Jun et la bande m'ont payé mes premiers piercings, m'ont fait fumer ma première clope et ont assistés à ma première cuite. Je m'éclatais avec eux et plus que d'essayer d'aller mieux, je fuyais mon mal-être. Vous savez, ce sentiment de ne pas savoir d'où on vient, qui on est réellement et où aller. Je le ressentais en permanence, me rendant fou.
Quatorze ans fut l'âge de ma première tentative de suicide. C'était durant une de ces semaines où l'on m'avait enfermé pour avoir fugué trop longtemps. Il a suffit d'une nuit, d'un moment de solitude, d'une crise d'angoisse et d'une lame pour que ma tête explose de désirs morbides.
Je me suis réveillé quelques jours plus tard à l'hôpital. On m'a crié dessus et j'ai agis comme si de rien n'était. On m'a ramené à mon enfer et à mes bourreaux et la torture pouvait recommencer.
Le jour de l'anniversaire de mes quinze ans, alors que j'avais prévu de passer la nuit avec mes amis, on est venu me chercher. Le directeur de l'orphelinat m'a dis de faire mes valises. Je n'ai pas compris. Je ne pouvais pas comprendre. Je suis sorti de l'établissement, un sac lourd et déchiré entre mes doigts et il était là.

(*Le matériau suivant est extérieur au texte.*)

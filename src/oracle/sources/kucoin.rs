//! KuCoin Futures REST client
//!
//! Contracts come from `/api/v1/contracts/active`, candles from
//! `/api/v1/kline/query` (granularity in minutes, time range in ms).

use anyhow::Result;
use async_trait::async_trait;
use serde::Deserialize;
use std::time::Duration;

use super::{
    normalize_candles, parse_ohlcv_rows, HttpTransport, MarketCatalog, MarketDataProvider,
    SourceResult, TransportSettings,
};
use crate::error::SourceError;
use crate::types::{unified_symbol, Candle, MarketInfo, SourceId, Timeframe};

const KUCOIN_FUTURES_URL: &str = "https://api-futures.kucoin.com";
const KUCOIN_MIN_INTERVAL: Duration = Duration::from_millis(75);
const KUCOIN_MAX_KLINES: usize = 500;
const KUCOIN_OK: &str = "200000";
/// Perpetual contract type
const KUCOIN_PERPETUAL: &str = "FFWCSX";

#[derive(Debug, Clone, Deserialize)]
struct KucoinResponse<T> {
    code: String,
    #[serde(default)]
    msg: Option<String>,
    data: Option<T>,
}

#[derive(Debug, Clone, Deserialize)]
#[serde(rename_all = "camelCase")]
struct KucoinContract {
    symbol: String,
    #[serde(rename = "type", default)]
    contract_type: String,
    base_currency: String,
    quote_currency: String,
    #[serde(default)]
    settle_currency: Option<String>,
    #[serde(default)]
    is_inverse: bool,
    #[serde(default)]
    status: String,
}

#[derive(Debug)]
pub struct KucoinClient {
    transport: HttpTransport,
    catalog: MarketCatalog,
    base_url: String,
}

impl KucoinClient {
    pub fn new(settings: &TransportSettings) -> Result<Self> {
        Ok(Self {
            transport: HttpTransport::new(SourceId::Kucoin, settings, KUCOIN_MIN_INTERVAL)?,
            catalog: MarketCatalog::new(),
            base_url: KUCOIN_FUTURES_URL.to_string(),
        })
    }

    pub fn with_base_url(mut self, base_url: impl Into<String>) -> Self {
        self.base_url = base_url.into().trim_end_matches('/').to_string();
        self
    }

    /// Granularity in minutes; KuCoin has no 3m or 6h bars.
    fn granularity(timeframe: Timeframe) -> Option<u64> {
        match timeframe {
            Timeframe::Min3 | Timeframe::Hour6 => None,
            other => Some(other.minutes()),
        }
    }

    fn unwrap_data<T>(response: KucoinResponse<T>) -> SourceResult<Option<T>> {
        if response.code != KUCOIN_OK {
            return Err(classify_code(&response.code, response.msg.as_deref().unwrap_or("")));
        }
        Ok(response.data)
    }
}

#[async_trait]
impl MarketDataProvider for KucoinClient {
    fn id(&self) -> SourceId {
        SourceId::Kucoin
    }

    async fn list_active_markets(&self) -> SourceResult<Vec<MarketInfo>> {
        let url = format!("{}/api/v1/contracts/active", self.base_url);
        let response: KucoinResponse<Vec<KucoinContract>> =
            self.transport.get_json(&url, &[]).await?;
        let contracts = Self::unwrap_data(response)?.unwrap_or_default();

        let markets: Vec<MarketInfo> = contracts.iter().map(contract_to_market).collect();
        self.catalog.replace(&markets).await;
        tracing::info!(source = %"kucoin", markets = markets.len(), "📥 Market catalog loaded");
        Ok(markets)
    }

    async fn fetch_recent_candles(
        &self,
        market_symbol: &str,
        timeframe: Timeframe,
        limit: usize,
    ) -> SourceResult<Vec<Candle>> {
        let granularity = Self::granularity(timeframe).ok_or_else(|| {
            SourceError::other(
                SourceId::Kucoin,
                format!("timeframe {} not offered by kucoin futures", timeframe),
            )
        })?;
        let native_id = self.catalog.native_id(SourceId::Kucoin, market_symbol).await?;
        let limit = limit.min(KUCOIN_MAX_KLINES);

        let (from, to) = kline_window(chrono::Utc::now().timestamp_millis(), timeframe, limit);

        let url = format!("{}/api/v1/kline/query", self.base_url);
        let query = [
            ("symbol", native_id),
            ("granularity", granularity.to_string()),
            ("from", from.to_string()),
            ("to", to.to_string()),
        ];

        let response: KucoinResponse<Vec<Vec<serde_json::Value>>> =
            self.transport.get_json(&url, &query).await?;
        parse_klines(response, limit)
    }
}

/// `(from, to)` in milliseconds covering `limit` bars plus the one still forming.
fn kline_window(to_ms: i64, timeframe: Timeframe, limit: usize) -> (i64, i64) {
    let span_ms = (limit as i64 + 1) * timeframe.duration_secs() as i64 * 1000;
    (to_ms - span_ms, to_ms)
}

fn parse_klines(
    response: KucoinResponse<Vec<Vec<serde_json::Value>>>,
    limit: usize,
) -> SourceResult<Vec<Candle>> {
    let rows = KucoinClient::unwrap_data(response)?.unwrap_or_default();
    Ok(normalize_candles(parse_ohlcv_rows(&rows), limit))
}

/// KuCoin lists bitcoin as XBT.
fn common_currency(code: &str) -> String {
    match code {
        "XBT" => "BTC".to_string(),
        other => other.to_string(),
    }
}

fn contract_to_market(contract: &KucoinContract) -> MarketInfo {
    let base = common_currency(&contract.base_currency);
    let quote = common_currency(&contract.quote_currency);
    let settle = contract
        .settle_currency
        .as_deref()
        .map(common_currency)
        .unwrap_or_else(|| quote.clone());
    let is_swap = contract.contract_type == KUCOIN_PERPETUAL;
    let mut symbol = unified_symbol(&base, &quote, &settle);
    if !is_swap {
        symbol = format!("{}-{}", symbol, contract.symbol);
    }

    MarketInfo {
        id: contract.symbol.clone(),
        symbol,
        base,
        quote,
        settle: Some(settle),
        is_swap,
        is_linear: !contract.is_inverse,
        active: contract.status == "Open",
    }
}

fn classify_code(code: &str, message: &str) -> SourceError {
    let text = format!("code {}: {}", code, message);
    let lower = message.to_lowercase();
    if code == "429000" || code.starts_with('5') {
        SourceError::transient(SourceId::Kucoin, text)
    } else if lower.contains("contract") {
        SourceError::stale(SourceId::Kucoin, text)
    } else {
        SourceError::classify(SourceId::Kucoin, text)
    }
}
//! Shared REST transport for exchange adapters
//!
//! Wraps a `reqwest` client with a bounded timeout, an optional request
//! throttle, and error classification for transport and HTTP status failures.

use anyhow::{Context, Result};
use reqwest::{Client, StatusCode};
use serde::de::DeserializeOwned;
use std::time::Duration;
use tokio::sync::Mutex;
use tokio::time::Instant;

use super::SourceResult;
use crate::error::SourceError;
use crate::types::SourceId;

/// Settings shared by every adapter's transport
#[derive(Debug, Clone)]
pub struct TransportSettings {
    /// Per-request timeout
    pub request_timeout: Duration,
    /// Space requests by the exchange's minimum interval
    pub enable_rate_limit: bool,
}

impl Default for TransportSettings {
    fn default() -> Self {
        Self {
            request_timeout: Duration::from_millis(15_000),
            enable_rate_limit: true,
        }
    }
}

/// Spaces outgoing requests by a minimum interval.
#[derive(Debug)]
pub struct RequestThrottle {
    min_interval: Duration,
    next_slot: Mutex<Instant>,
}

impl RequestThrottle {
    pub fn new(min_interval: Duration) -> Self {
        Self {
            min_interval,
            next_slot: Mutex::new(Instant::now()),
        }
    }

    pub fn disabled() -> Self {
        Self::new(Duration::ZERO)
    }

    pub fn min_interval(&self) -> Duration {
        self.min_interval
    }

    /// Wait for the next free slot and reserve it.
    pub async fn acquire(&self) {
        if self.min_interval.is_zero() {
            return;
        }

        let wait = {
            let mut next = self.next_slot.lock().await;
            let now = Instant::now();
            let start = (*next).max(now);
            *next = start + self.min_interval;
            start - now
        };

        if !wait.is_zero() {
            tokio::time::sleep(wait).await;
        }
    }
}

/// HTTP GET + JSON decode with source-aware error classification
#[derive(Debug)]
pub struct HttpTransport {
    source_id: SourceId,
    client: Client,
    throttle: RequestThrottle,
}

impl HttpTransport {
    pub fn new(
        source_id: SourceId,
        settings: &TransportSettings,
        min_interval: Duration,
    ) -> Result<Self> {
        let client = Client::builder()
            .timeout(settings.request_timeout)
            .build()
            .context("Failed to create HTTP client")?;

        let throttle = if settings.enable_rate_limit {
            RequestThrottle::new(min_interval)
        } else {
            RequestThrottle::disabled()
        };

        Ok(Self {
            source_id,
            client,
            throttle,
        })
    }

    pub async fn get_json<T: DeserializeOwned>(
        &self,
        url: &str,
        query: &[(&str, String)],
    ) -> SourceResult<T> {
        self.throttle.acquire().await;

        tracing::debug!(source = %self.source_id, url = %url, "GET");

        let response = self
            .client
            .get(url)
            .query(query)
            .send()
            .await
            .map_err(|e| classify_transport(self.source_id, &e))?;

        let status = response.status();
        if !status.is_success() {
            let body = response.text().await.unwrap_or_default();
            return Err(classify_status(self.source_id, status, &body));
        }

        response.json::<T>().await.map_err(|e| {
            SourceError::other(self.source_id, format!("failed to decode response: {}", e))
        })
    }
}

fn classify_transport(source_id: SourceId, err: &reqwest::Error) -> SourceError {
    if err.is_timeout() {
        SourceError::transient(source_id, format!("request timed out: {}", err))
    } else if err.is_connect() || err.is_request() {
        SourceError::transient(source_id, format!("network error: {}", err))
    } else {
        SourceError::classify(source_id, err.to_string())
    }
}

/// Map a non-2xx status to an error kind.
pub(crate) fn classify_status(source_id: SourceId, status: StatusCode, body: &str) -> SourceError {
    let message = format!("HTTP {}: {}", status.as_u16(), truncate(body, 200));
    match status {
        StatusCode::FORBIDDEN | StatusCode::TOO_MANY_REQUESTS | StatusCode::REQUEST_TIMEOUT => {
            SourceError::transient(source_id, message)
        }
        s if s.is_server_error() => SourceError::transient(source_id, message),
        _ => SourceError::classify(source_id, message),
    }
}

fn truncate(text: &str, max_chars: usize) -> String {
    text.chars().take(max_chars).collect()
}
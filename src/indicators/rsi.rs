//! Relative Strength Index with Wilder's smoothing

/// RSI for every close in `closes`.
///
/// Gains and losses are smoothed with `alpha = 1 / period`, starting from
/// zero at the first bar (which has no change). Values before index
/// `period - 1` are `None`. A window with no losses reads 100.
pub fn rsi(closes: &[f64], period: usize) -> Vec<Option<f64>> {
    let mut out = vec![None; closes.len()];
    if period == 0 {
        return out;
    }

    let alpha = 1.0 / period as f64;
    let mut avg_gain = 0.0;
    let mut avg_loss = 0.0;

    for i in 0..closes.len() {
        let change = if i == 0 { 0.0 } else { closes[i] - closes[i - 1] };
        let gain = if change > 0.0 { change } else { 0.0 };
        let loss = if change < 0.0 { -change } else { 0.0 };

        if i == 0 {
            avg_gain = gain;
            avg_loss = loss;
        } else {
            avg_gain = (1.0 - alpha) * avg_gain + alpha * gain;
            avg_loss = (1.0 - alpha) * avg_loss + alpha * loss;
        }

        if i + 1 >= period {
            out[i] = Some(rsi_value(avg_gain, avg_loss));
        }
    }

    out
}

fn rsi_value(avg_gain: f64, avg_loss: f64) -> f64 {
    if avg_loss == 0.0 {
        return 100.0;
    }
    let rs = avg_gain / avg_loss;
    100.0 - (100.0 / (1.0 + rs))
}
//! SSE manager integration tests against a local HTTP server.

mod support;

use std::{
    sync::{
        Arc, Mutex,
        atomic::{AtomicUsize, Ordering},
    },
    time::Duration,
};

use http_body_util::Full;
use hyper::{Response, body::Bytes};
use restream::{SseConfig, SseEvent, SseHandler, SseManager, TransportError};
use tokio_util::sync::CancellationToken;

fn event_stream_response(body: &str) -> Response<Full<Bytes>> {
    Response::builder()
        .status(200)
        .header("content-type", "text/event-stream")
        .body(Full::new(Bytes::from(body.to_string())))
        .expect("response")
}

fn fast_config(url: String) -> SseConfig {
    SseConfig::new(url)
        .retry_interval(Duration::from_millis(10))
        .backoff_jitter(0.0)
}

#[tokio::test]
async fn five_events_then_close_dispatches_exactly_five() {
    let body: String = (1..=5)
        .map(|i| format!("id: {i}\nevent: tick\ndata: payload-{i}\n\n"))
        .collect();

    let requests = Arc::new(AtomicUsize::new(0));
    let server_requests = Arc::clone(&requests);
    let addr = support::spawn_http_server(move |_req| {
        let requests = Arc::clone(&server_requests);
        let body = body.clone();
        async move {
            if requests.fetch_add(1, Ordering::SeqCst) == 0 {
                event_stream_response(&body)
            } else {
                support::status(500)
            }
        }
    })
    .await;

    let messages = Arc::new(AtomicUsize::new(0));
    let opens = Arc::new(AtomicUsize::new(0));
    let seen_messages = Arc::clone(&messages);
    let seen_opens = Arc::clone(&opens);

    let manager = SseManager::new(fast_config(format!("http://{addr}/stream")).max_retries(1))
        .expect("valid config")
        .on_open(move || {
            seen_opens.fetch_add(1, Ordering::SeqCst);
        })
        .on_message(move |event| {
            assert!(event.is_complete());
            assert_eq!(event.event.as_deref(), Some("tick"));
            seen_messages.fetch_add(1, Ordering::SeqCst);
        });

    // The stream opened once, so exhausting the single retry stops cleanly.
    manager
        .run(CancellationToken::new())
        .await
        .expect("clean stop after open");

    assert_eq!(messages.load(Ordering::SeqCst), 5);
    assert_eq!(opens.load(Ordering::SeqCst), 1);
    assert_eq!(requests.load(Ordering::SeqCst), 1);
}

#[tokio::test]
async fn handler_and_callback_both_fire_per_event() {
    #[derive(Default)]
    struct Counting {
        messages: AtomicUsize,
        opens: AtomicUsize,
    }

    impl SseHandler for Counting {
        fn on_open(&self) {
            self.opens.fetch_add(1, Ordering::SeqCst);
        }
        fn on_message(&self, _event: &SseEvent) {
            self.messages.fetch_add(1, Ordering::SeqCst);
        }
    }

    let requests = Arc::new(AtomicUsize::new(0));
    let server_requests = Arc::clone(&requests);
    let addr = support::spawn_http_server(move |_req| {
        let requests = Arc::clone(&server_requests);
        async move {
            if requests.fetch_add(1, Ordering::SeqCst) == 0 {
                event_stream_response("data: a\n\ndata: b\n\n")
            } else {
                support::status(500)
            }
        }
    })
    .await;

    let callback_count = Arc::new(AtomicUsize::new(0));
    let counted = Arc::clone(&callback_count);
    let handler = Arc::new(Counting::default());

    let manager = SseManager::new(fast_config(format!("http://{addr}/stream")).max_retries(1))
        .expect("valid config")
        .on_message(move |_event| {
            // The inline callback panicking must not shadow the handler.
            counted.fetch_add(1, Ordering::SeqCst);
            panic!("contained");
        })
        .handler(Arc::clone(&handler) as Arc<dyn SseHandler>);

    manager
        .run(CancellationToken::new())
        .await
        .expect("clean stop");

    assert_eq!(callback_count.load(Ordering::SeqCst), 2);
    assert_eq!(handler.messages.load(Ordering::SeqCst), 2);
    assert_eq!(handler.opens.load(Ordering::SeqCst), 1);
    assert_eq!(requests.load(Ordering::SeqCst), 1);
}

#[tokio::test]
async fn reconnect_sends_last_event_id() {
    let requests = Arc::new(AtomicUsize::new(0));
    let resume_header: Arc<Mutex<Option<String>>> = Arc::new(Mutex::new(None));

    let server_requests = Arc::clone(&requests);
    let server_header = Arc::clone(&resume_header);
    let addr = support::spawn_http_server(move |req| {
        let requests = Arc::clone(&server_requests);
        let header = Arc::clone(&server_header);
        async move {
            match requests.fetch_add(1, Ordering::SeqCst) {
                0 => event_stream_response("id: evt-7\ndata: first\n\n"),
                1 => {
                    *header.lock().expect("lock") = req
                        .headers()
                        .get("last-event-id")
                        .and_then(|v| v.to_str().ok())
                        .map(String::from);
                    event_stream_response("data: resumed\n\n")
                }
                _ => support::status(500),
            }
        }
    })
    .await;

    let messages = Arc::new(AtomicUsize::new(0));
    let counted = Arc::clone(&messages);
    let manager = SseManager::new(fast_config(format!("http://{addr}/stream")).max_retries(2))
        .expect("valid config")
        .on_message(move |_event| {
            counted.fetch_add(1, Ordering::SeqCst);
        });

    manager
        .run(CancellationToken::new())
        .await
        .expect("clean stop");

    assert_eq!(messages.load(Ordering::SeqCst), 2);
    assert_eq!(requests.load(Ordering::SeqCst), 3);
    assert_eq!(
        resume_header.lock().expect("lock").as_deref(),
        Some("evt-7")
    );
}

#[tokio::test]
async fn exhausted_retries_without_open_return_the_error() {
    let addr = support::spawn_http_server(|_req| async { support::status(500) }).await;

    let errors = Arc::new(AtomicUsize::new(0));
    let counted = Arc::clone(&errors);
    let manager = SseManager::new(fast_config(format!("http://{addr}/stream")).max_retries(2))
        .expect("valid config")
        .on_error(move |_error| {
            counted.fetch_add(1, Ordering::SeqCst);
        });

    let result = manager.run(CancellationToken::new()).await;

    assert!(matches!(result, Err(TransportError::Api { .. })));
    assert_eq!(errors.load(Ordering::SeqCst), 2);
}

#[tokio::test]
async fn unknown_field_discards_only_the_current_record() {
    let requests = Arc::new(AtomicUsize::new(0));
    let server_requests = Arc::clone(&requests);
    let addr = support::spawn_http_server(move |_req| {
        let requests = Arc::clone(&server_requests);
        async move {
            if requests.fetch_add(1, Ordering::SeqCst) == 0 {
                event_stream_response("data: doomed\nmystery: boom\n\ndata: survivor\n\n")
            } else {
                support::status(500)
            }
        }
    })
    .await;

    let received: Arc<Mutex<Vec<String>>> = Arc::new(Mutex::new(Vec::new()));
    let sink = Arc::clone(&received);
    let manager = SseManager::new(fast_config(format!("http://{addr}/stream")).max_retries(1))
        .expect("valid config")
        .on_message(move |event| {
            if let Some(data) = &event.data {
                sink.lock().expect("lock").push(data.clone());
            }
        });

    manager
        .run(CancellationToken::new())
        .await
        .expect("clean stop");

    assert_eq!(*received.lock().expect("lock"), vec!["survivor".to_string()]);
    assert_eq!(requests.load(Ordering::SeqCst), 1);
}

#[tokio::test]
async fn cancellation_surfaces_as_cancelled() {
    let addr = support::spawn_http_server(|_req| async {
        event_stream_response("data: never-seen\n\n")
    })
    .await;

    let manager =
        SseManager::new(fast_config(format!("http://{addr}/stream"))).expect("valid config");

    let cancel = CancellationToken::new();
    cancel.cancel();
    let result = manager.run(cancel).await;

    assert!(matches!(result, Err(TransportError::Cancelled)));
}
//! Incremental `text/event-stream` line parser.
//!
//! Two pieces: [`LineBuffer`] splits raw body chunks into protocol lines
//! across chunk boundaries, and [`apply_line`] folds one non-blank line
//! into the in-progress [`SseEvent`].

use std::time::Duration;

use tracing::debug;

use super::record::SseEvent;

/// Fold one line into the in-progress record.
///
/// Returns `true` when the line carried a recognized field
/// (`data`, `event`, `id`, `retry`) and the record was mutated or created.
/// Returns `false` without touching the record for empty/whitespace lines
/// and `:`-prefixed comments.
///
/// A line carrying any *other* field name discards the in-progress record
/// entirely and returns `false`. Unknown fields corrupt only the current
/// record, not the stream: parsing resumes with the next line.
pub fn apply_line(line: &str, current: &mut Option<SseEvent>, default_retry: Duration) -> bool {
    if line.trim().is_empty() || line.starts_with(':') {
        return false;
    }

    let (field, value) = match line.split_once(':') {
        Some((field, value)) => (field, value.strip_prefix(' ').unwrap_or(value)),
        // A bare field name is a field with an empty value.
        None => (line, ""),
    };

    let record = current.get_or_insert_with(SseEvent::default);
    match field {
        "data" => record.append_data(value),
        "event" => record.event = Some(value.to_string()),
        "id" => record.id = Some(value.to_string()),
        "retry" => {
            record.retry = Some(match value.trim().parse::<u64>() {
                Ok(millis) => Duration::from_millis(millis),
                Err(_) => default_retry,
            });
        }
        other => {
            debug!(field = other, "unknown SSE field, discarding current record");
            *current = None;
            return false;
        }
    }
    true
}

/// Splits a byte stream into lines across chunk boundaries.
///
/// Handles LF and CRLF terminators; a trailing partial line is held back
/// until the terminator arrives in a later chunk.
#[derive(Debug, Default)]
pub struct LineBuffer {
    buf: Vec<u8>,
}

impl LineBuffer {
    pub fn new() -> Self {
        Self::default()
    }

    /// Feed one body chunk, returning every complete line it closed.
    pub fn push_chunk(&mut self, chunk: &[u8]) -> Vec<String> {
        self.buf.extend_from_slice(chunk);

        let mut lines = Vec::new();
        while let Some(pos) = self.buf.iter().position(|&b| b == b'\n') {
            let mut line: Vec<u8> = self.buf.drain(..=pos).collect();
            line.pop();
            if line.last() == Some(&b'\r') {
                line.pop();
            }
            lines.push(String::from_utf8_lossy(&line).into_owned());
        }
        lines
    }
}
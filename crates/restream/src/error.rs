//! Simplified error handling for the transport managers.

use std::time::Duration;

use thiserror::Error;

/// The main result type used throughout the crate.
pub type TransportResult<T> = Result<T, TransportError>;

/// Comprehensive error type for all transport operations.
#[derive(Error, Debug)]
pub enum TransportError {
    /// HTTP request errors (wraps reqwest::Error)
    #[error("HTTP error: {0}")]
    Http(#[from] reqwest::Error),

    /// File and socket I/O errors
    #[error("I/O error: {0}")]
    Io(#[from] std::io::Error),

    /// API error response
    #[error("API error: status={status}, body={body}")]
    Api {
        status: http::StatusCode,
        body: String,
    },

    /// WebSocket errors
    #[error("WebSocket error: {message}")]
    WebSocket { message: String },

    /// Wire protocol violations (bad content type, undecodable stream)
    #[error("Protocol error: {message}")]
    Protocol { message: String },

    /// Serialization/deserialization errors
    #[error("Serialization error: {0}")]
    Serialization(#[from] serde_json::Error),

    /// Configuration errors
    #[error("Configuration error: {message}")]
    Config { message: String },

    /// Timeout errors
    #[error("Operation timed out after {duration:?}")]
    Timeout { duration: Duration },

    /// Cooperative cancellation was requested
    #[error("Operation cancelled")]
    Cancelled,

    /// Internal errors (should not happen in normal operation)
    #[error("Internal error: {message}")]
    Internal { message: String },
}

impl From<tokio_tungstenite::tungstenite::Error> for TransportError {
    fn from(e: tokio_tungstenite::tungstenite::Error) -> Self {
        Self::WebSocket {
            message: e.to_string(),
        }
    }
}

impl TransportError {
    /// Create a configuration error.
    pub fn config(message: impl Into<String>) -> Self {
        Self::Config {
            message: message.into(),
        }
    }

    /// Create a WebSocket error.
    pub fn websocket(message: impl Into<String>) -> Self {
        Self::WebSocket {
            message: message.into(),
        }
    }

    /// Create a protocol error.
    pub fn protocol(message: impl Into<String>) -> Self {
        Self::Protocol {
            message: message.into(),
        }
    }

    /// Create an internal error.
    pub fn internal(message: impl Into<String>) -> Self {
        Self::Internal {
            message: message.into(),
        }
    }

    /// Create a timeout error.
    pub fn timeout(duration: Duration) -> Self {
        Self::Timeout { duration }
    }

    /// Create an API error.
    pub fn api(status: http::StatusCode, body: impl Into<String>) -> Self {
        Self::Api {
            status,
            body: body.into(),
        }
    }

    /// Returns `true` if this error is the cancellation signal.
    pub fn is_cancelled(&self) -> bool {
        matches!(self, Self::Cancelled)
    }
}

#[cfg(test)]
mod tests {
    use super::*;

    #[test]
    fn test_error_creation() {
        let err = TransportError::config("Invalid URL");
        assert!(matches!(err, TransportError::Config { .. }));

        let err = TransportError::timeout(Duration::from_secs(5));
        assert!(matches!(err, TransportError::Timeout { .. }));

        let err = TransportError::websocket("handshake failed");
        assert!(matches!(err, TransportError::WebSocket { .. }));
    }

    #[test]
    fn test_cancelled_is_distinguishable() {
        assert!(TransportError::Cancelled.is_cancelled());
        assert!(!TransportError::internal("boom").is_cancelled());
    }
}
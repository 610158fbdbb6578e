//! WebSocket lifecycle state and observable events.

/// Connection lifecycle state.
///
/// `Closed` is both the initial and the terminal state; in it every
/// internal handle (socket, cancellation source, receive-loop handle) is
/// released. Transitions are serialized: control calls assume
/// single-threaded sequencing.
#[derive(Clone, Copy, Debug, Default, PartialEq, Eq)]
pub enum ConnectionState {
    #[default]
    Closed,
    Connecting,
    Open,
    Closing,
}

/// Observable client events, each raised exactly once per occurrence.
///
/// Delivered on the broadcast channel returned by
/// [`WsClient::subscribe_events`](super::WsClient::subscribe_events), for
/// observers outside the callback/handler model.
#[derive(Clone, Debug, PartialEq, Eq)]
pub enum WsEvent {
    /// A connection attempt sequence has started.
    Connecting,
    /// The connection is open.
    Connected,
    /// A connect attempt failed; retrying. Raised once per attempt.
    Reconnecting { attempt: u32 },
    /// An orderly shutdown has started.
    Closing,
    /// The connection is fully closed and all handles are released.
    Closed,
    /// One text frame was received.
    TextReceived(String),
    /// One binary frame was received.
    BinaryReceived(Vec<u8>),
}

Adossé à une voiture en plutôt bon état, un gâteau dans une boîte posé sur le toit et un cadeau entre ses mains, Tao était là. J'étais en colère. Non pas contre lui, mais contre moi. Car à la vue de mon grand-frère toute la haine que j'avais accumulé les quatre années de son absence, avait disparu. Tout comme lorsqu'il prenait du temps à venir me chercher en primaire, tout comme lorsqu'il me laissait seul dans ce motel.
Je me détestais pour ne pas pouvoir lui en vouloir plus longtemps. Et alors, je ne pus rien faire d'autre que de me jeter dans ses bras. J'ai tellement pleuré ce jour-là que j'ai à peine pus le regarder dans les yeux quand il m'a invité au restaurant pour fêter mon anniversaire.
Pourquoi vous ai-je raconté ma pathétique vie ? Eh bien prenons cela comme un arrêt sur l'image. Vous voyez, si mon bonheur se trouve au sommet d'une montagne, alors Haeli a créé des marches pour m'aider à l'escalader.
Notre séjour est la dernière qui m'a permis de toucher la pointe du bout du doigt. Néanmoins, elle était fragile, et alors j'ai tribuché. Ainsi, j'ai mis pause juste avant que je ne tombe. Durant cette pause, je vous ai raconté mon histoire afin d'éterniser ce moment de bonheur.
Sauf qu'à l'instant où j'enlèverai cet arrêt, je n'aurais d'autre choix que de dégringoler jusqu'à la base de cette montagne. Alors préparez vous à me voir rouler sur cette pente glissante sans aucun moyen de freiner cette chute.
Préparez vous à me voir souffrir. Encore.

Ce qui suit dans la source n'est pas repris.